Sunday, January 11, 2015

Putting Carnage into Crime Fiction: Robert M. Coates and Wisteria Cottage (1948)

(And across Richard's mind there flitted swiftly, glancingly, a vision of the tools on the oilcloth floor and the man in his overalls, bending, preoccupied, by the sink; it would be in the kitchen, musty and dusty from long shut-upness, and as Richard crept though the door there would be only the faintest creak of the flooring to betray his presence.  But it would be enough to make the man turn, and see, and shriek.  God!  What shrieks!  I could make you remember, Richard thought.  And then the limp, salt-soused figure, the face oozing blood, and the blood sluicing off the waves.  "I could make you forget too, too," he said.)

He was good, he was goodness himself, he knew that; he was an influence for good, or he could be if his goodness were accepted. But he knew too that when good meets evil it is frequently rejected....

Wisteria Cottage (1948), Robert M. Coates

Although Robert Myron Coates (1897-1973) today probably is best-known as a long-time art critic for the New Yorker (it is said he coined the term abstract expressionism), to the crime fiction genre he contributed three novels, as well as a number of short stories, many of which originally appeared in the New Yorker, with some of them collected in three volumes published between 1943 and 1965.

Coates' crime novels are The Eater of Darkness, first published in France in 1926 and in the US in 1929, a surrealistic spoof of crime thrillers (after graduating from Yale in 1919 Coates moved to Europe and resided among the American expatriate artist community in Paris from 1921 to 1926); Wisteria Cottage (1948); and The Farther Shore (1955).  The latter two novels are studies of criminal pathology that straddle the line between crime and mainstream novels.

Coates followed The Eater of Darkness with two non-criminous works, also surrealistic in form, that met with mixed receptions from critics, from what I have seen. However, Wisteria Cottage seems to have been nearly universally applauded as a tour de force study of madness and mayhem.

As one review put it, "It is a perceptive account of how a sick mind, confusing its own need for self-destruction with a desire for world salvation, can seduce itself into crime." Another reviewer bluntly dubbed the novel "the outstanding blood-chiller of the year." Anthony Boucher, dean of American crime fiction critics, referenced the novel a number of times in the 1950s and 1960s, indicating he thought it a model fictional study of criminal insanity.

Wisteria Cottage details the mental disintegration over several months of Richard Baurie, a young bookstore clerk (and supposed struggling poet) in New York. Richard has attached himself to the Hacketts, a family of three women, a mother and two adult daughters (the husband, an engineer, is mostly absent); and for them he finds an ideal Long Island summer beach house, Wisteria Cottage, where is allowed weekend use of the studio on the property.

Unknown to the Hackett women--well, Louisa, the older daughter, has an bit of an inkling--under Richard's amiable facade is a seething mass of lusts, repressions and complexes (some of his back story is explored by means of snippets from a psychiatrist's report).

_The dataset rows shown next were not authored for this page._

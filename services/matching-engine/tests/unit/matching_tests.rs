//! Unit tests for order matching

use rstest::*;
use services_common::{Px, Qty};

use matching_engine::Exchange;
use matching_engine::order::{OrderSide, OrderStatus};

use crate::common::*;

/// Test fixture for an empty venue
#[fixture]
fn exchange() -> Exchange {
    create_test_exchange()
}

#[rstest]
#[tokio::test]
async fn test_limit_order_no_match_rests(exchange: Exchange) {
    let outcome = submit_ok(&exchange, limit(OrderSide::Buy, 100, 10)).await;

    assert!(outcome.trades.is_empty(), "Single order should not generate trades");
    assert_eq!(outcome.order.status, OrderStatus::Pending);

    let bids = exchange.engine().resting_orders(&symbol(TEST_SYMBOL), OrderSide::Buy).await;
    assert_eq!(bids.len(), 1);
    assert_eq!(bids[0].id, outcome.order.id);
}

#[rstest]
#[tokio::test]
async fn test_partial_fill_at_resting_price(exchange: Exchange) {
    let sell = submit_ok(&exchange, limit(OrderSide::Sell, 40, 9)).await.order;
    let buy = submit_ok(&exchange, limit(OrderSide::Buy, 100, 10)).await;

    assert_eq!(buy.trades.len(), 1);
    let trade = &buy.trades[0];
    assert_eq!(trade.quantity, Qty::from_i64(40));
    assert_eq!(trade.price, Px::from_units(9), "Trade executes at the resting price");
    assert_eq!(trade.buy_order_id, buy.order.id);
    assert_eq!(trade.sell_order_id, sell.id);

    assert_eq!(buy.order.status, OrderStatus::PartiallyFilled);
    assert_eq!(buy.order.filled_quantity, Qty::from_i64(40));

    let sell = exchange.order(sell.id).await.expect("stored sell");
    assert_eq!(sell.status, OrderStatus::Matched);

    let depth = exchange.depth(&symbol(TEST_SYMBOL)).await.expect("depth");
    assert!(depth.asks.is_empty(), "Matched seller leaves the book");
    assert_eq!(depth.bids.len(), 1);
    assert_eq!(depth.bids[0].price, Px::from_units(10));
    assert_eq!(depth.bids[0].quantity, Qty::from_i64(60));
    assert_eq!(depth.last_price, Some(Px::from_units(9)));
    assert_eq!(depth.total_volume, Qty::from_i64(40));
}

#[rstest]
#[tokio::test]
async fn test_market_buy_fills_at_limit_price(exchange: Exchange) {
    let sell = submit_ok(&exchange, limit(OrderSide::Sell, 50, 20)).await.order;
    let buy = submit_ok(&exchange, market(OrderSide::Buy, 50)).await;

    assert_eq!(buy.trades.len(), 1);
    assert_eq!(buy.trades[0].price, Px::from_units(20));
    assert_eq!(buy.trades[0].quantity, Qty::from_i64(50));
    assert_eq!(buy.order.status, OrderStatus::Matched);

    let sell = exchange.order(sell.id).await.expect("stored sell");
    assert_eq!(sell.status, OrderStatus::Matched);
    assert_eq!(sell.filled_quantity, Qty::from_i64(50));
}

#[rstest]
#[tokio::test]
async fn test_market_order_into_empty_book_is_cancelled(exchange: Exchange) {
    let outcome = submit_ok(&exchange, market(OrderSide::Buy, 25)).await;

    assert!(outcome.trades.is_empty());
    assert_eq!(outcome.order.status, OrderStatus::Cancelled);
    assert_eq!(outcome.order.filled_quantity, Qty::ZERO);

    let stored = exchange.order(outcome.order.id).await.expect("stored order");
    assert_eq!(stored.status, OrderStatus::Cancelled);
    assert!(exchange.trades().await.expect("trades").is_empty());

    let depth = exchange.depth(&symbol(TEST_SYMBOL)).await.expect("depth");
    assert!(depth.bids.is_empty() && depth.asks.is_empty(), "Market orders never rest");
}

#[rstest]
#[tokio::test]
async fn test_market_sell_remainder_is_cancelled(exchange: Exchange) {
    submit_ok(&exchange, limit(OrderSide::Buy, 30, 10)).await;
    let sell = submit_ok(&exchange, market(OrderSide::Sell, 50)).await;

    assert_eq!(sell.trades.len(), 1);
    assert_eq!(sell.trades[0].price, Px::from_units(10));
    assert_eq!(sell.order.filled_quantity, Qty::from_i64(30));
    assert_eq!(sell.order.status, OrderStatus::Cancelled);

    let depth = exchange.depth(&symbol(TEST_SYMBOL)).await.expect("depth");
    assert!(depth.asks.is_empty(), "Unfilled market remainder does not rest");
    assert!(depth.bids.is_empty());
}

#[rstest]
#[tokio::test]
async fn test_time_priority_at_equal_price(exchange: Exchange) {
    let first = submit_ok(&exchange, limit(OrderSide::Sell, 30, 10)).await.order;
    let second = submit_ok(&exchange, limit(OrderSide::Sell, 30, 10)).await.order;

    let buy = submit_ok(&exchange, limit(OrderSide::Buy, 40, 10)).await;

    assert_eq!(buy.trades.len(), 2);
    assert_eq!(buy.trades[0].sell_order_id, first.id, "Older order fills first");
    assert_eq!(buy.trades[0].quantity, Qty::from_i64(30));
    assert_eq!(buy.trades[1].sell_order_id, second.id);
    assert_eq!(buy.trades[1].quantity, Qty::from_i64(10));

    let second = exchange.order(second.id).await.expect("stored");
    assert_eq!(second.status, OrderStatus::PartiallyFilled);
    assert_eq!(second.remaining_quantity(), Qty::from_i64(20));
}

#[rstest]
#[tokio::test]
async fn test_price_priority_beats_time(exchange: Exchange) {
    let expensive = submit_ok(&exchange, limit(OrderSide::Sell, 10, 11)).await.order;
    let cheap = submit_ok(&exchange, limit(OrderSide::Sell, 10, 10)).await.order;

    let buy = submit_ok(&exchange, limit(OrderSide::Buy, 15, 11)).await;

    assert_eq!(buy.trades.len(), 2);
    assert_eq!(buy.trades[0].sell_order_id, cheap.id);
    assert_eq!(buy.trades[0].price, Px::from_units(10));
    assert_eq!(buy.trades[1].sell_order_id, expensive.id);
    assert_eq!(buy.trades[1].price, Px::from_units(11));
    assert_eq!(buy.order.status, OrderStatus::Matched);
}

#[rstest]
#[tokio::test]
async fn test_incoming_sell_trades_at_resting_bid(exchange: Exchange) {
    submit_ok(&exchange, limit(OrderSide::Buy, 10, 12)).await;
    let sell = submit_ok(&exchange, limit(OrderSide::Sell, 10, 11)).await;

    assert_eq!(sell.trades.len(), 1);
    assert_eq!(sell.trades[0].price, Px::from_units(12));
    assert_eq!(sell.order.status, OrderStatus::Matched);
}

#[rstest]
#[tokio::test]
async fn test_non_crossing_orders_both_rest(exchange: Exchange) {
    submit_ok(&exchange, limit(OrderSide::Buy, 10, 9)).await;
    let sell = submit_ok(&exchange, limit(OrderSide::Sell, 10, 10)).await;

    assert!(sell.trades.is_empty());
    let quote = exchange.quote(&symbol(TEST_SYMBOL)).await.expect("quote");
    assert_eq!(quote, (Some(Px::from_units(9)), Some(Px::from_units(10))));
}

#[rstest]
#[tokio::test]
async fn test_market_order_sweeps_levels(exchange: Exchange) {
    for price in [12, 10, 11] {
        submit_ok(&exchange, limit(OrderSide::Sell, 5, price)).await;
    }

    let buy = submit_ok(&exchange, market(OrderSide::Buy, 12)).await;

    let prices: Vec<Px> = buy.trades.iter().map(|t| t.price).collect();
    assert_eq!(prices, vec![Px::from_units(10), Px::from_units(11), Px::from_units(12)]);
    assert_eq!(buy.trades[2].quantity, Qty::from_i64(2));
    assert_eq!(buy.order.status, OrderStatus::Matched);

    let asks = exchange.engine().resting_orders(&symbol(TEST_SYMBOL), OrderSide::Sell).await;
    assert_eq!(asks.len(), 1);
    assert_eq!(asks[0].remaining_quantity(), Qty::from_i64(3));
}

#[rstest]
#[tokio::test]
async fn test_instruments_do_not_cross(exchange: Exchange) {
    submit_ok(&exchange, limit_on("CYBEX", OrderSide::Sell, 10, 10)).await;
    let buy = submit_ok(&exchange, limit_on("MEDIX", OrderSide::Buy, 10, 10)).await;

    assert!(buy.trades.is_empty());
    assert_eq!(buy.order.status, OrderStatus::Pending);
}

#[rstest]
#[tokio::test]
async fn test_cancelled_order_is_no_longer_eligible(exchange: Exchange) {
    let sell = submit_ok(&exchange, limit(OrderSide::Sell, 50, 10)).await.order;
    submit_ok(&exchange, limit(OrderSide::Buy, 20, 10)).await;

    let cancelled = exchange.cancel(sell.id).await.expect("cancel");
    assert_eq!(cancelled.status, OrderStatus::Cancelled);
    assert_eq!(cancelled.filled_quantity, Qty::from_i64(20), "Fills survive cancellation");

    let buy = submit_ok(&exchange, market(OrderSide::Buy, 10)).await;
    assert!(buy.trades.is_empty());
    assert_eq!(buy.order.status, OrderStatus::Cancelled);
    assert_store_consistent(&exchange).await;
}

#[rstest]
#[tokio::test]
async fn test_metrics_follow_outcomes(exchange: Exchange) {
    submit_ok(&exchange, limit(OrderSide::Sell, 40, 9)).await;
    submit_ok(&exchange, limit(OrderSide::Buy, 100, 10)).await;
    submit_ok(&exchange, market(OrderSide::Sell, 5)).await;
    let empty = submit_ok(&exchange, limit_on("SOLRX", OrderSide::Buy, 1, 1)).await.order;
    exchange.cancel(empty.id).await.expect("cancel");
    submit_ok(&exchange, market(OrderSide::Buy, 5)).await;

    let metrics = exchange.metrics();
    assert_eq!(metrics.orders_submitted, 5);
    assert_eq!(metrics.trades_executed, 2);
    assert_eq!(metrics.volume_traded, 45);
    assert_eq!(metrics.orders_matched, 2, "Seller and market sell");
    assert_eq!(metrics.orders_partially_filled, 1);
    assert_eq!(metrics.market_orders_cancelled, 1);
    assert_eq!(metrics.orders_cancelled, 1);
    assert_eq!(metrics.units_rolled_back, 0);
}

Over the summer Richard comes increasingly to believe that it is his divinely-appointed mission to save the younger Hackett daughter, Elinor, from the baneful influence of her worldly older sister and her coquettish mother, Florence.  How far will Richard go in his mission to make the world "safe" for his vision of goodness? Well, quite far, as we learn in the penultimate chapter of the novel.

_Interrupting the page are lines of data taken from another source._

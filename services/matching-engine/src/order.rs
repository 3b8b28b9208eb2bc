//! Order and trade definitions

use crate::error::ValidationError;
use chrono::{DateTime, Utc};
use serde::{Deserialize, Serialize};
use services_common::{Px, Qty, Symbol};
use std::fmt;
use std::str::FromStr;
use uuid::Uuid;

/// Order identifier
pub type OrderId = Uuid;

/// Trade identifier
pub type TradeId = Uuid;

/// Order structure
#[derive(Debug, Clone, PartialEq, Eq, Serialize, Deserialize)]
pub struct Order {
    /// Unique order ID
    pub id: OrderId,
    /// Store-assigned insertion sequence, tie-break after creation time
    pub sequence_number: u64,
    /// Order side
    pub side: OrderSide,
    /// Limit or market
    pub category: OrderCategory,
    /// Instrument
    pub symbol: Symbol,
    /// Original quantity
    pub quantity: Qty,
    /// Quantity matched so far
    pub filled_quantity: Qty,
    /// Limit price, or the reference price at submission for market orders
    pub price: Px,
    /// Order status
    pub status: OrderStatus,
    /// Submitting client
    pub user_id: u64,
    /// Creation timestamp
    pub created_at: DateTime<Utc>,
    /// Last update timestamp
    pub updated_at: DateTime<Utc>,
}

impl Order {
    /// Quantity still open
    #[must_use]
    pub const fn remaining_quantity(&self) -> Qty {
        self.quantity.saturating_sub(self.filled_quantity)
    }

    /// Check if order is a market order
    #[must_use]
    pub const fn is_market(&self) -> bool {
        matches!(self.category, OrderCategory::Market)
    }

    /// Check if order sits in the book awaiting a match
    #[must_use]
    pub const fn is_resting(&self) -> bool {
        matches!(self.category, OrderCategory::Limit) && self.status.is_open()
    }

    /// Check if order is in terminal state
    #[must_use]
    pub const fn is_terminal(&self) -> bool {
        self.status.is_terminal()
    }
}

/// Order side
#[derive(Debug, Clone, Copy, PartialEq, Eq, Hash, Serialize, Deserialize)]
#[serde(rename_all = "SCREAMING_SNAKE_CASE")]
pub enum OrderSide {
    /// Buy order
    Buy,
    /// Sell order
    Sell,
}

impl OrderSide {
    /// The side this side trades against
    #[must_use]
    pub const fn opposite(self) -> Self {
        match self {
            Self::Buy => Self::Sell,
            Self::Sell => Self::Buy,
        }
    }

    /// Wire and storage name
    #[must_use]
    pub const fn as_str(self) -> &'static str {
        match self {
            Self::Buy => "BUY",
            Self::Sell => "SELL",
        }
    }
}

impl FromStr for OrderSide {
    type Err = ValidationError;

    fn from_str(s: &str) -> Result<Self, Self::Err> {
        match s.trim().to_ascii_uppercase().as_str() {
            "BUY" => Ok(Self::Buy),
            "SELL" => Ok(Self::Sell),
            _ => Err(ValidationError::InvalidSide {
                value: s.to_string(),
            }),
        }
    }
}

impl fmt::Display for OrderSide {
    fn fmt(&self, f: &mut fmt::Formatter<'_>) -> fmt::Result {
        f.write_str(self.as_str())
    }
}

/// Order category
#[derive(Debug, Clone, Copy, PartialEq, Eq, Hash, Serialize, Deserialize)]
#[serde(rename_all = "SCREAMING_SNAKE_CASE")]
pub enum OrderCategory {
    /// Executes at the limit price or better; remainder rests
    Limit,
    /// Executes against whatever is available; remainder is cancelled
    Market,
}

impl OrderCategory {
    /// Wire and storage name
    #[must_use]
    pub const fn as_str(self) -> &'static str {
        match self {
            Self::Limit => "LIMIT",
            Self::Market => "MARKET",
        }
    }
}

impl FromStr for OrderCategory {
    type Err = ValidationError;

    fn from_str(s: &str) -> Result<Self, Self::Err> {
        match s.trim().to_ascii_uppercase().as_str() {
            "LIMIT" => Ok(Self::Limit),
            "MARKET" => Ok(Self::Market),
            _ => Err(ValidationError::InvalidCategory {
                value: s.to_string(),
            }),
        }
    }
}

impl fmt::Display for OrderCategory {
    fn fmt(&self, f: &mut fmt::Formatter<'_>) -> fmt::Result {
        f.write_str(self.as_str())
    }
}

/// Order status
#[derive(Debug, Clone, Copy, PartialEq, Eq, Hash, Serialize, Deserialize)]
#[serde(rename_all = "SCREAMING_SNAKE_CASE")]
pub enum OrderStatus {
    /// Nothing filled yet
    Pending,
    /// Some but not all quantity filled
    PartiallyFilled,
    /// Fully filled
    Matched,
    /// Cancelled by the client or by market-order policy
    Cancelled,
}

impl OrderStatus {
    /// Still eligible for fills
    #[must_use]
    pub const fn is_open(self) -> bool {
        matches!(self, Self::Pending | Self::PartiallyFilled)
    }

    /// No further fills possible
    #[must_use]
    pub const fn is_terminal(self) -> bool {
        matches!(self, Self::Matched | Self::Cancelled)
    }

    /// Wire and storage name
    #[must_use]
    pub const fn as_str(self) -> &'static str {
        match self {
            Self::Pending => "PENDING",
            Self::PartiallyFilled => "PARTIALLY_FILLED",
            Self::Matched => "MATCHED",
            Self::Cancelled => "CANCELLED",
        }
    }
}

impl FromStr for OrderStatus {
    type Err = ValidationError;

    fn from_str(s: &str) -> Result<Self, Self::Err> {
        match s {
            "PENDING" => Ok(Self::Pending),
            "PARTIALLY_FILLED" => Ok(Self::PartiallyFilled),
            "MATCHED" => Ok(Self::Matched),
            "CANCELLED" => Ok(Self::Cancelled),
            _ => Err(ValidationError::InvalidStatus {
                value: s.to_string(),
            }),
        }
    }
}

impl fmt::Display for OrderStatus {
    fn fmt(&self, f: &mut fmt::Formatter<'_>) -> fmt::Result {
        f.write_str(self.as_str())
    }
}

/// Typed order request, as accepted by [`crate::Exchange::submit`]
#[derive(Debug, Clone, PartialEq, Eq)]
pub struct OrderRequest {
    /// Side
    pub side: OrderSide,
    /// Category
    pub category: OrderCategory,
    /// Instrument
    pub symbol: Symbol,
    /// Quantity
    pub quantity: Qty,
    /// Limit price; ignored for market orders
    pub price: Option<Px>,
    /// Submitting client
    pub user_id: u64,
}

impl OrderRequest {
    /// Limit order request
    #[must_use]
    pub const fn limit(side: OrderSide, symbol: Symbol, quantity: Qty, price: Px, user_id: u64) -> Self {
        Self {
            side,
            category: OrderCategory::Limit,
            symbol,
            quantity,
            price: Some(price),
            user_id,
        }
    }

    /// Market order request
    #[must_use]
    pub const fn market(side: OrderSide, symbol: Symbol, quantity: Qty, user_id: u64) -> Self {
        Self {
            side,
            category: OrderCategory::Market,
            symbol,
            quantity,
            price: None,
            user_id,
        }
    }
}

/// Untyped order request as received from a transport
#[derive(Debug, Clone, Serialize, Deserialize)]
pub struct RawOrderRequest {
    /// BUY or SELL
    #[serde(rename = "type")]
    pub side: String,
    /// LIMIT or MARKET
    pub category: String,
    /// Ticker
    pub stock_symbol: String,
    /// Share count
    pub quantity: i64,
    /// Decimal limit price
    #[serde(default)]
    pub price: Option<f64>,
    /// Submitting client
    #[serde(default)]
    pub user_id: u64,
}

impl TryFrom<RawOrderRequest> for OrderRequest {
    type Error = ValidationError;

    fn try_from(raw: RawOrderRequest) -> Result<Self, Self::Error> {
        Ok(Self {
            side: raw.side.parse()?,
            category: raw.category.parse()?,
            symbol: Symbol::parse(&raw.stock_symbol)?,
            quantity: Qty::from_i64(raw.quantity),
            price: raw.price.map(Px::new),
            user_id: raw.user_id,
        })
    }
}

/// Executed trade between one buy and one sell order
#[derive(Debug, Clone, PartialEq, Eq, Serialize, Deserialize)]
pub struct Trade {
    /// Unique trade ID
    pub id: TradeId,
    /// Buy side order
    pub buy_order_id: OrderId,
    /// Sell side order
    pub sell_order_id: OrderId,
    /// Instrument
    pub symbol: Symbol,
    /// Executed quantity
    pub quantity: Qty,
    /// Executed price
    pub price: Px,
    /// Execution timestamp
    pub executed_at: DateTime<Utc>,
}

impl Trade {
    /// Check whether the given order took part in this trade
    #[must_use]
    pub fn involves(&self, order_id: OrderId) -> bool {
        self.buy_order_id == order_id || self.sell_order_id == order_id
    }
}

/// All orders of one instrument, split by side
#[derive(Debug, Clone, Default, Serialize, Deserialize)]
pub struct InstrumentOrders {
    /// Buy orders, newest first
    pub buy_orders: Vec<Order>,
    /// Sell orders, newest first
    pub sell_orders: Vec<Order>,
}

impl InstrumentOrders {
    /// Split orders by side, preserving their relative order
    #[must_use]
    pub fn split(orders: Vec<Order>) -> Self {
        let (buy_orders, sell_orders) = orders
            .into_iter()
            .partition(|o| o.side == OrderSide::Buy);
        Self {
            buy_orders,
            sell_orders,
        }
    }
}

The cover illustration of the Dell paperback edition of the novel (see above) is lurid, no question, but it captures the mood of this novel's grim and disturbing finale, which takes us into the realm of Jim Thompson and is indeed not for the squeamish reader.  Not surprisingly, Wisteria Cottage was reprinted by Lion, who often published Thompson's nightmares, with a typically risque illustration (see below).


  1. Great writeup! The novel was made into the oddball but overall rather good little movie Edge of Fury -- well worth a quick look if you can find it.

    1. Thanks, that's good to know! I imagine the film must have taken a bit of the book's "edge" off however.